С тех пор я с куда большим удовольствием пишу о детях (что может быть важнее), о моде, о погоде, о литературе наконец. Или — о себе, если приходится к слову.
Нисколько не меньше, чем действительно утратившие свой лоск либеральные деятели, меня интересуют воспрянувшие и расправившие свои совиные крыла патентованные «государственные патриоты» — об этой подлой породе тоже приходится говорить.
Многие тексты, которые писались в недавнее время по конкретным поводам, сюда не вошли — ради них мы, быть может, сделаем отдельную, дневниковую книжку, чтобы понять, в чём приходилось ошибаться, а где сказанное — било в цель.
Что до нижеприведённых статей — то, написанные в последние три года, они, к сожалению, актуальности не утратили. Я прочитал их сегодня с тем чувством, будто вчера вечером написал: они тёплые и слегка наэлектризованные.
Посмотрим, что будет с ними, скажем, года через три.
Книгу эту я поначалу хотел назвать «Юный, злой, левый». Потом подумал, что её можно назвать «Старый добрый консерватор». В России это одно и то же.
В итоге назвал так, как написано на обложке.
Скажу о том, о чём верней смолчать
Русская душа — понятие ругательное. Если хочешь прослыть чудаком, а то и дураком — с болью, всерьёз говори про русскую душу или русский характер.
У Сергея Есенина была такая, почти уже непоэтическая строчка: «Я люблю Родину. Я очень люблю Родину». Размер сломан: душа безразмерна.
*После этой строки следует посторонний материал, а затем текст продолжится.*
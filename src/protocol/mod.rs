//! Device message types and topic conventions
//!
//! Payload structures published by a device and the topic names they travel on.

pub mod messages;
pub mod topics;

pub use messages::*;
pub use topics::*;
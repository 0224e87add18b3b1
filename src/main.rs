//! edgepub - device messaging entry point

use clap::{Parser, Subcommand};
use edgepub::config::DeviceConfig;
use edgepub::link::{ConnectionState, DeviceLink};
use edgepub::observability::logging::{parse_level, LogFormat};
use edgepub::observability::{init_default_logging, init_logging, HealthServer};
use edgepub::protocol::DeviceCommand;
use edgepub::transport::mqtt::MqttConnector;
use edgepub::transport::InboundMessage;
use serde_json::Value;
use std::path::PathBuf;
use std::process;
use std::sync::Arc;
use tokio::signal;
use tokio::sync::{mpsc, watch};
use tokio::time::{interval, timeout, Duration, MissedTickBehavior};
use tracing::{error, info, warn};

/// Resilient MQTT publishing for edge devices
#[derive(Parser)]
#[command(name = "edgepub")]
#[command(about = "Publish device messages to an MQTT broker, buffering while offline")]
#[command(version)]
struct Cli {
    /// Configuration file path
    #[arg(short, long, value_name = "FILE")]
    config: Option<PathBuf>,

    /// Verbose logging (-v debug, -vv trace)
    #[arg(short, long, action = clap::ArgAction::Count)]
    verbose: u8,

    #[command(subcommand)]
    command: Commands,
}

#[derive(Subcommand)]
enum Commands {
    /// Connect, announce the device and publish periodic stats until stopped
    Run,
    /// Publish a single JSON message and exit
    Publish {
        /// Topic to publish to
        #[arg(short, long)]
        topic: String,
        /// JSON payload
        #[arg(short, long)]
        payload: String,
        /// Seconds to wait for the broker before giving up
        #[arg(long, default_value_t = 5)]
        wait_secs: u64,
    },
    /// Validate configuration
    Config {
        /// Show the resolved configuration
        #[arg(long)]
        show: bool,
    },
}

#[tokio::main]
async fn main() {
    let cli = Cli::parse();

    match cli.verbose {
        0 => init_default_logging(),
        1 => init_logging(parse_level("DEBUG"), LogFormat::Compact, false),
        _ => init_logging(parse_level("TRACE"), LogFormat::Compact, true),
    }

    info!("Starting edgepub v{}", env!("CARGO_PKG_VERSION"));

    let config = match DeviceConfig::load(cli.config.as_deref()) {
        Ok(config) => config,
        Err(e) => {
            error!("Failed to load configuration: {}", e);
            process::exit(1);
        }
    };

    let result = match cli.command {
        Commands::Run => run_device(config).await,
        Commands::Publish {
            topic,
            payload,
            wait_secs,
        } => publish_once(config, &topic, &payload, wait_secs).await,
        Commands::Config { show } => handle_config_command(config, show),
    };

    if let Err(e) = result {
        error!("Command failed: {}", e);
        process::exit(1);
    }

    info!("Shutdown complete");
}

async fn run_device(config: DeviceConfig) -> Result<(), Box<dyn std::error::Error>> {
    let settings = config.messaging()?;
    let connector = MqttConnector::new(config.mqtt.clone());
    let (inbox_tx, inbox_rx) = mpsc::channel(64);
    let link = Arc::new(DeviceLink::new(&config, settings, connector, Some(inbox_tx)));

    let (shutdown_tx, shutdown_rx) = watch::channel(false);

    if config.health.enabled {
        let device_id = link.device_id().unwrap_or("unconfigured").to_string();
        let health_server = Arc::new(HealthServer::new(
            device_id,
            config.health.port,
            link.metrics().clone(),
            link.outbox().clone(),
        ));
        let mut health_shutdown = shutdown_rx.clone();
        tokio::spawn(async move {
            let stop = async move {
                let _ = health_shutdown.wait_for(|stop| *stop).await;
            };
            if let Err(e) = health_server.start(stop).await {
                error!("Health server error: {}", e);
            }
        });
    }

    if !link.connect().await? {
        warn!("Running without messaging");
    }

    tokio::spawn(log_commands(inbox_rx));

    if config.device.stats_interval_secs > 0 && link.is_enabled() {
        let stats_link = link.clone();
        let period = Duration::from_secs(config.device.stats_interval_secs);
        tokio::spawn(publish_stats(stats_link, period, shutdown_rx.clone()));
    }

    let mut sigint = signal::unix::signal(signal::unix::SignalKind::interrupt())?;
    let mut sigterm = signal::unix::signal(signal::unix::SignalKind::terminate())?;

    info!("Device running, press Ctrl-C to stop");

    tokio::select! {
        _ = sigint.recv() => info!("Received SIGINT, shutting down gracefully..."),
        _ = sigterm.recv() => info!("Received SIGTERM, shutting down gracefully..."),
    }

    let _ = shutdown_tx.send(true);
    link.shutdown().await;
    Ok(())
}

/// Publish a stats report every `period` until shutdown
async fn publish_stats(
    link: Arc<DeviceLink<MqttConnector>>,
    period: Duration,
    mut shutdown_rx: watch::Receiver<bool>,
) {
    let mut ticker = interval(period);
    ticker.set_missed_tick_behavior(MissedTickBehavior::Delay);
    // First tick completes immediately
    ticker.tick().await;

    loop {
        tokio::select! {
            _ = shutdown_rx.changed() => break,
            _ = ticker.tick() => {
                let snapshot = link.metrics().get_metrics();
                let stats = match serde_json::to_value(&snapshot) {
                    Ok(stats) => stats,
                    Err(e) => {
                        warn!("Failed to encode stats: {}", e);
                        continue;
                    }
                };
                link.send_stats(stats).await;
            }
        }
    }
}

async fn log_commands(mut inbox: mpsc::Receiver<InboundMessage>) {
    while let Some(message) = inbox.recv().await {
        match DeviceCommand::parse(&message.payload) {
            Ok(command) => info!(
                topic = %message.topic,
                command = %command.command,
                args = %command.args,
                "Command received"
            ),
            Err(e) => warn!(topic = %message.topic, "Ignoring inbound message: {}", e),
        }
    }
}

async fn publish_once(
    config: DeviceConfig,
    topic: &str,
    payload: &str,
    wait_secs: u64,
) -> Result<(), Box<dyn std::error::Error>> {
    let payload: Value = serde_json::from_str(payload)?;
    let settings = config
        .messaging()?
        .ok_or("messaging disabled: MQTT_BROKER_IP and MQTT_DEVICE_NAME must be set")?;

    let connector = MqttConnector::new(config.mqtt.clone());
    let link = DeviceLink::new(&config, Some(settings), connector, None);
    link.connect().await?;

    let mut states = link.manager().subscribe_state();
    let connected = matches!(
        timeout(
            Duration::from_secs(wait_secs),
            states.wait_for(|state| *state == ConnectionState::Connected),
        )
        .await,
        Ok(Ok(_))
    );
    if !connected {
        link.shutdown().await;
        return Err(format!("broker not reachable within {wait_secs}s").into());
    }

    let outcome = link.publish(topic, payload, false).await;
    link.shutdown().await;
    println!("{outcome}");
    Ok(())
}

fn handle_config_command(config: DeviceConfig, show: bool) -> Result<(), Box<dyn std::error::Error>> {
    if show {
        println!("Current configuration:");
        println!("{}", toml::to_string_pretty(&config)?);
    }

    match config.messaging()? {
        Some(settings) => info!(
            device = %settings.device_name,
            broker = %format!("{}:{}", settings.broker_host, settings.broker_port),
            "Messaging enabled"
        ),
        None => warn!("Messaging disabled: MQTT_BROKER_IP or MQTT_DEVICE_NAME missing"),
    }

    info!("Configuration validation complete");
    Ok(())
}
Если сегодня такое сказать — пожмут плечами, скажут шёпотом: «Наверное, на зарплате», — и кивнут головой в сторону невидимого за снежной мгой Кремля.
Русская душа боится говорить вслух, не хочет принимать решений. В России все глобальные решения принимают природа, поэзия, география.
Но неправда, что в России всё размыто, невнятно.
Напротив, у нас всё очень ясно: зима, весна, лето, осень. Времена года — не перепутаешь, не в Греции. Вот валенки, вот калоши, вот босой пробежался, вот пора резиновые сапоги натягивать, а то грязь до горизонта.
Русская душа живёт тихо, как картошка в подполе, никого не учит жизни.
Мне случается бывать за границей, и, едва приезжаю в чудесный Париж, мощный Берлин, непостижимый Рим, великолепный Нью-Йорк, преисполненный достоинства Лондон или даже в печальную, очаровательную Варшаву, сразу начинаю что-то объяснять местным про свою страну. То есть не я первый начинаю — это они спрашивают, мне приходится отвечать.
«Ну что у вас там с этим? — спрашивают. — Ну что у вас там с тем?»
Что, мол, кран не завернули, опять лужа. Да там всегда была лужа, говорю.
А что настроили там опять, тюрьму, что ли? Не знаю, говорю, может, и тюрьму.
Россия всегда как бы виновата. Даже если, скажем, в Грузии что-то разошлось по шву, или на Украине не срастается, — наша вина.
Антарктида, Азия, какая-нибудь Америка — всегда может русский след найтись, всегда можно с русского спросить.
С одной стороны, есть внутри радость, что о нас беспокоятся, о нас думают, нас, можно сказать, жалеют.
С другой стороны, вот вы представляете себе такую ситуацию: приехал к нам француз, мы пошли его встречать, и с ходу спрашиваем: а что, мол, лягушатники, за разврат вы устроили там у себя?
«Какой разврат?» — спрашивает озадаченный француз.
Мы ему: «Известно, какой. Отвечай давай, что происходит».
Француз виновато улыбается, смотрит по сторонам — может, кто знает ответ, — а мы ему: «Чего умолк?»
Нет, здесь такого быть не может. Никто не спросит с француза, с португальца, с хорвата или даже с немца ни за что.